▸ **Your goal**: Copy out every line of the records where the string "derive" occurs.

(Collected data)
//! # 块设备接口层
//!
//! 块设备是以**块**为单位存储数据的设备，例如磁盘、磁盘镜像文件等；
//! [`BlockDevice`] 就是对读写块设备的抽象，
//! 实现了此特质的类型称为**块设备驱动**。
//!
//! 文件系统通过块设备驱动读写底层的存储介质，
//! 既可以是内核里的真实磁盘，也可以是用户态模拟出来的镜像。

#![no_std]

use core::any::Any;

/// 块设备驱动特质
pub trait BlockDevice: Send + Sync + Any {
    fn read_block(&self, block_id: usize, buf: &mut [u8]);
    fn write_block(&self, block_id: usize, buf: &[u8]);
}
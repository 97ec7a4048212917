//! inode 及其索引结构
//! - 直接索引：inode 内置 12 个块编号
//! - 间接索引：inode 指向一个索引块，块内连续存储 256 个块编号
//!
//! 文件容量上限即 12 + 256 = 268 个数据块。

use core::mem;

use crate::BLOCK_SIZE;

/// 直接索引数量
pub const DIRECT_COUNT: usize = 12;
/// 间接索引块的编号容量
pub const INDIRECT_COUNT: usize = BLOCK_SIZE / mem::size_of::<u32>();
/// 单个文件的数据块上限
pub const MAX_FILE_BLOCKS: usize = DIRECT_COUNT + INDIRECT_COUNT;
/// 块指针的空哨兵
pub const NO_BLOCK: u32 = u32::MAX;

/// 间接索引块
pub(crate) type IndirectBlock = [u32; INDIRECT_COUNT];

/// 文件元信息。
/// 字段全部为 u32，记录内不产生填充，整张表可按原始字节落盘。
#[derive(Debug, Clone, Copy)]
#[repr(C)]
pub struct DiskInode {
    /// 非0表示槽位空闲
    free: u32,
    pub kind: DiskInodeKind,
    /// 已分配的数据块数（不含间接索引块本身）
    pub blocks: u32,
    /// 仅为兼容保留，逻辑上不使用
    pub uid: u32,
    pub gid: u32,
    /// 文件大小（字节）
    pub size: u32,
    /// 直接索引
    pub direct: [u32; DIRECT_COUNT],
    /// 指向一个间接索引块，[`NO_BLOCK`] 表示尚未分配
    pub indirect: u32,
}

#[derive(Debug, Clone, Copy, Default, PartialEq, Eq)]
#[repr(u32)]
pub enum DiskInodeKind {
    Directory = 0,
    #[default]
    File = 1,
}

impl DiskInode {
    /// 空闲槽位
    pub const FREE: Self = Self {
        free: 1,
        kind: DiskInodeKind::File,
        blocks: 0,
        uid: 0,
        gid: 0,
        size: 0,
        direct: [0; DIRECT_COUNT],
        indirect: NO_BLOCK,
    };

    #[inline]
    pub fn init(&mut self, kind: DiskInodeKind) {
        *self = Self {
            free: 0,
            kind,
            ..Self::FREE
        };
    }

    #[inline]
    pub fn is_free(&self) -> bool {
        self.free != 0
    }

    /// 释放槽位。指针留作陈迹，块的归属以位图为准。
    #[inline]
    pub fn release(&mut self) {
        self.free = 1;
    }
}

▸ **Response for this exercise**:
#[derive(Debug, Clone, Copy)]
#[derive(Debug, Clone, Copy, Default, PartialEq, Eq)]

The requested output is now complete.